[Start of section]

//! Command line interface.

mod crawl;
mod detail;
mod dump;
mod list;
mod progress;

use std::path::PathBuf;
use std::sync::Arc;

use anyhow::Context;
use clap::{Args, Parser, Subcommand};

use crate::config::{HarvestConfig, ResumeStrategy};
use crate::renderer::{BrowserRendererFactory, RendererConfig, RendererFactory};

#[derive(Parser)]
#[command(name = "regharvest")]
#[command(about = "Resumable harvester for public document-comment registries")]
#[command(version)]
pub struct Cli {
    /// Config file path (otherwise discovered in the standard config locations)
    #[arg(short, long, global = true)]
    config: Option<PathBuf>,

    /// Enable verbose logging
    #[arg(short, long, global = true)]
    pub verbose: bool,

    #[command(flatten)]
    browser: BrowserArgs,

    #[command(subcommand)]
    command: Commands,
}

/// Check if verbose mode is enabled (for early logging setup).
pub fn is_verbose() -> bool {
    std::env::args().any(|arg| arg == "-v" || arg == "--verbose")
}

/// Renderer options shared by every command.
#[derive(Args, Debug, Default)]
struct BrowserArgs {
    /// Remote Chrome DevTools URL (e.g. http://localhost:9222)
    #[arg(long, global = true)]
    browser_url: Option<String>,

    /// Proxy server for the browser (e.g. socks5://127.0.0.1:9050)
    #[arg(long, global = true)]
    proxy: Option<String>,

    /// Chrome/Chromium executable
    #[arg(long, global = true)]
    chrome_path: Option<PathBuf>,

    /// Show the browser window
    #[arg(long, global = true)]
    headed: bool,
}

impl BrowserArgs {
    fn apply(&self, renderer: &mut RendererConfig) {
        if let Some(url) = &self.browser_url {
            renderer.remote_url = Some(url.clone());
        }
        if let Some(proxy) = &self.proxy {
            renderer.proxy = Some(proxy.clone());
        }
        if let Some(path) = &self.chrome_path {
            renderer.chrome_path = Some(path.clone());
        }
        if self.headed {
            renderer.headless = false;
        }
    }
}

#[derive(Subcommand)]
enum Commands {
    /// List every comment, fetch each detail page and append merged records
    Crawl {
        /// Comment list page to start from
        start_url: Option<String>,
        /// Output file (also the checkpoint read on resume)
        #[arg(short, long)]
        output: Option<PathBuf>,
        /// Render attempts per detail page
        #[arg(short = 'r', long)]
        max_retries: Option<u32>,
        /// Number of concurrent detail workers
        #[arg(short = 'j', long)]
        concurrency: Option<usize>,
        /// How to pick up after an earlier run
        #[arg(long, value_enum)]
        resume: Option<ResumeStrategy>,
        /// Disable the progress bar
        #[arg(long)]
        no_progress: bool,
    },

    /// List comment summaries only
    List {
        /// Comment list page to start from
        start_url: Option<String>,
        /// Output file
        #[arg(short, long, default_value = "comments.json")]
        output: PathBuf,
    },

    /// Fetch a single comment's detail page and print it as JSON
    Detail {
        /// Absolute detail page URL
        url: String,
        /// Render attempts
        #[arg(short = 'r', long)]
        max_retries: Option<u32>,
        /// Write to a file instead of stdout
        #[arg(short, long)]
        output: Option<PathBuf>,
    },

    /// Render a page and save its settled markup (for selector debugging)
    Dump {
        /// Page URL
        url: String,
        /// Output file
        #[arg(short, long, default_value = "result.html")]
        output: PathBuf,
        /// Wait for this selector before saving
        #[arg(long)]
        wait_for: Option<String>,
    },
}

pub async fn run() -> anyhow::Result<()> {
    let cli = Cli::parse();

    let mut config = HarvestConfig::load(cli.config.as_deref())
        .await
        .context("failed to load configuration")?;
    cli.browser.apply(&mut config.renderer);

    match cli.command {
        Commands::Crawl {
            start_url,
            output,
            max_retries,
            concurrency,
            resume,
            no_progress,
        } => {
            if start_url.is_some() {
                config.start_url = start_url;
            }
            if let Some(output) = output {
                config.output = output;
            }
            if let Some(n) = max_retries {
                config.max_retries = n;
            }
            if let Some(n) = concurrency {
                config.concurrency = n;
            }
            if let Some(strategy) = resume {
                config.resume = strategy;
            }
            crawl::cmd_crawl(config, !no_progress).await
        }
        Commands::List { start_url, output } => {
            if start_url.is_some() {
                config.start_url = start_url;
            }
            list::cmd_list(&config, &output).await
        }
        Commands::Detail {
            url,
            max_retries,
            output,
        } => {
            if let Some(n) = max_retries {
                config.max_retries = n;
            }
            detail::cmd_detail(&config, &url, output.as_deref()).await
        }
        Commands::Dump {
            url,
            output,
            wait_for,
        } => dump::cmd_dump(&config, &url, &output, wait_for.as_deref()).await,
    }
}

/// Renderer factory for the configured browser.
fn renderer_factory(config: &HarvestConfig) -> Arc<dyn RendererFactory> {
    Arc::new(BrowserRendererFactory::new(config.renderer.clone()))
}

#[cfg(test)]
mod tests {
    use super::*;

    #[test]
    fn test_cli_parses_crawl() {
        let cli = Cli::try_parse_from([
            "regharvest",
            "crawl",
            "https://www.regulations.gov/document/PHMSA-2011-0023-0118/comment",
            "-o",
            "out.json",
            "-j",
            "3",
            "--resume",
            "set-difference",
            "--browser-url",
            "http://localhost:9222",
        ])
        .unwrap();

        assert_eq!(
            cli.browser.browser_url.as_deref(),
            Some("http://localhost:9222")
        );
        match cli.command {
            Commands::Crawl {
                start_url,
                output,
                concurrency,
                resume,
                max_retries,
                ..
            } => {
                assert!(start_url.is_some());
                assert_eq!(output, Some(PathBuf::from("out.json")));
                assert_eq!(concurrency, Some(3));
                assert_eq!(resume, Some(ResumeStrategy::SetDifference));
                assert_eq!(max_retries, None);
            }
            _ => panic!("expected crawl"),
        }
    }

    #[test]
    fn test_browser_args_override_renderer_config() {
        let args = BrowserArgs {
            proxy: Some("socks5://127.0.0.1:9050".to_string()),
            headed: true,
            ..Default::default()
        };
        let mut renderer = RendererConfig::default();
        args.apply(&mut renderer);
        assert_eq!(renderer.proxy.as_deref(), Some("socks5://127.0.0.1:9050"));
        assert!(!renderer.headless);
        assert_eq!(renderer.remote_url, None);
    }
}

[End of section]

### What to produce
Please copy all of the data above exactly.

### Task response
//! Command line interface.

mod crawl;
mod detail;
mod dump;
mod list;
mod progress;

use std::path::PathBuf;
use std::sync::Arc;

use anyhow::Context;
use clap::{Args, Parser, Subcommand};

use crate::config::{HarvestConfig, ResumeStrategy};
use crate::renderer::{BrowserRendererFactory, RendererConfig, RendererFactory};

#[derive(Parser)]
#[command(name = "regharvest")]
#[command(about = "Resumable harvester for public document-comment registries")]
#[command(version)]
pub struct Cli {
    /// Config file path (otherwise discovered in the standard config locations)
    #[arg(short, long, global = true)]
    config: Option<PathBuf>,

    /// Enable verbose logging
    #[arg(short, long, global = true)]
    pub verbose: bool,

    #[command(flatten)]
    browser: BrowserArgs,

    #[command(subcommand)]
    command: Commands,
}

/// Check if verbose mode is enabled (for early logging setup).
pub fn is_verbose() -> bool {
    std::env::args().any(|arg| arg == "-v" || arg == "--verbose")
}

/// Renderer options shared by every command.
#[derive(Args, Debug, Default)]
struct BrowserArgs {
    /// Remote Chrome DevTools URL (e.g. http://localhost:9222)
    #[arg(long, global = true)]
    browser_url: Option<String>,

    /// Proxy server for the browser (e.g. socks5://127.0.0.1:9050)
    #[arg(long, global = true)]
    proxy: Option<String>,

    /// Chrome/Chromium executable
    #[arg(long, global = true)]
    chrome_path: Option<PathBuf>,

    /// Show the browser window
    #[arg(long, global = true)]
    headed: bool,
}

impl BrowserArgs {
    fn apply(&self, renderer: &mut RendererConfig) {
        if let Some(url) = &self.browser_url {
            renderer.remote_url = Some(url.clone());
        }
        if let Some(proxy) = &self.proxy {
            renderer.proxy = Some(proxy.clone());
        }
        if let Some(path) = &self.chrome_path {
            renderer.chrome_path = Some(path.clone());
        }
        if self.headed {
            renderer.headless = false;
        }
    }
}

#[derive(Subcommand)]
enum Commands {
    /// List every comment, fetch each detail page and append merged records
    Crawl {
        /// Comment list page to start from
        start_url: Option<String>,
        /// Output file (also the checkpoint read on resume)
        #[arg(short, long)]
        output: Option<PathBuf>,
        /// Render attempts per detail page
        #[arg(short = 'r', long)]
        max_retries: Option<u32>,
        /// Number of concurrent detail workers
        #[arg(short = 'j', long)]
        concurrency: Option<usize>,
        /// How to pick up after an earlier run
        #[arg(long, value_enum)]
        resume: Option<ResumeStrategy>,
        /// Disable the progress bar
        #[arg(long)]
        no_progress: bool,
    },

    /// List comment summaries only
    List {
        /// Comment list page to start from
        start_url: Option<String>,
        /// Output file
        #[arg(short, long, default_value = "comments.json")]
        output: PathBuf,
    },

    /// Fetch a single comment's detail page and print it as JSON
    Detail {
        /// Absolute detail page URL
        url: String,
        /// Render attempts
        #[arg(short = 'r', long)]
        max_retries: Option<u32>,
        /// Write to a file instead of stdout
        #[arg(short, long)]
        output: Option<PathBuf>,
    },

    /// Render a page and save its settled markup (for selector debugging)
    Dump {
        /// Page URL
        url: String,
        /// Output file
        #[arg(short, long, default_value = "result.html")]
        output: PathBuf,
        /// Wait for this selector before saving
        #[arg(long)]
        wait_for: Option<String>,
    },
}

pub async fn run() -> anyhow::Result<()> {
    let cli = Cli::parse();

    let mut config = HarvestConfig::load(cli.config.as_deref())
        .await
        .context("failed to load configuration")?;
    cli.browser.apply(&mut config.renderer);

    match cli.command {
        Commands::Crawl {
            start_url,
            output,
            max_retries,
            concurrency,
            resume,
            no_progress,
        } => {
            if start_url.is_some() {
                config.start_url = start_url;
            }
            if let Some(output) = output {
                config.output = output;
            }
            if let Some(n) = max_retries {
                config.max_retries = n;
            }
            if let Some(n) = concurrency {
                config.concurrency = n;
            }
            if let Some(strategy) = resume {
                config.resume = strategy;
            }
            crawl::cmd_crawl(config, !no_progress).await
        }
        Commands::List { start_url, output } => {
            if start_url.is_some() {
                config.start_url = start_url;
            }
            list::cmd_list(&config, &output).await
        }
        Commands::Detail {
            url,
            max_retries,
            output,
        } => {
            if let Some(n) = max_retries {
                config.max_retries = n;
            }
            detail::cmd_detail(&config, &url, output.as_deref()).await
        }
        Commands::Dump {
            url,
            output,
            wait_for,
        } => dump::cmd_dump(&config, &url, &output, wait_for.as_deref()).await,
    }
}

/// Renderer factory for the configured browser.
fn renderer_factory(config: &HarvestConfig) -> Arc<dyn RendererFactory> {
    Arc::new(BrowserRendererFactory::new(config.renderer.clone()))
}

#[cfg(test)]
mod tests {
    use super::*;

    #[test]
    fn test_cli_parses_crawl() {
        let cli = Cli::try_parse_from([
            "regharvest",
            "crawl",
            "https://www.regulations.gov/document/PHMSA-2011-0023-0118/comment",
            "-o",
            "out.json",
            "-j",
            "3",
            "--resume",
            "set-difference",
            "--browser-url",
            "http://localhost:9222",
        ])
        .unwrap();

        assert_eq!(
            cli.browser.browser_url.as_deref(),
            Some("http://localhost:9222")
        );
        match cli.command {
            Commands::Crawl {
                start_url,
                output,
                concurrency,
                resume,
                max_retries,
                ..
            } => {
                assert!(start_url.is_some());
                assert_eq!(output, Some(PathBuf::from("out.json")));
                assert_eq!(concurrency, Some(3));
                assert_eq!(resume, Some(ResumeStrategy::SetDifference));
                assert_eq!(max_retries, None);
            }
            _ => panic!("expected crawl"),
        }
    }

    #[test]
    fn test_browser_args_override_renderer_config() {
        let args = BrowserArgs {
            proxy: Some("socks5://127.0.0.1:9050".to_string()),
            headed: true,
            ..Default::default()
        };
        let mut renderer = RendererConfig::default();
        args.apply(&mut renderer);
        assert_eq!(renderer.proxy.as_deref(), Some("socks5://127.0.0.1:9050"));
        assert!(!renderer.headless);
        assert_eq!(renderer.remote_url, None);
    }
}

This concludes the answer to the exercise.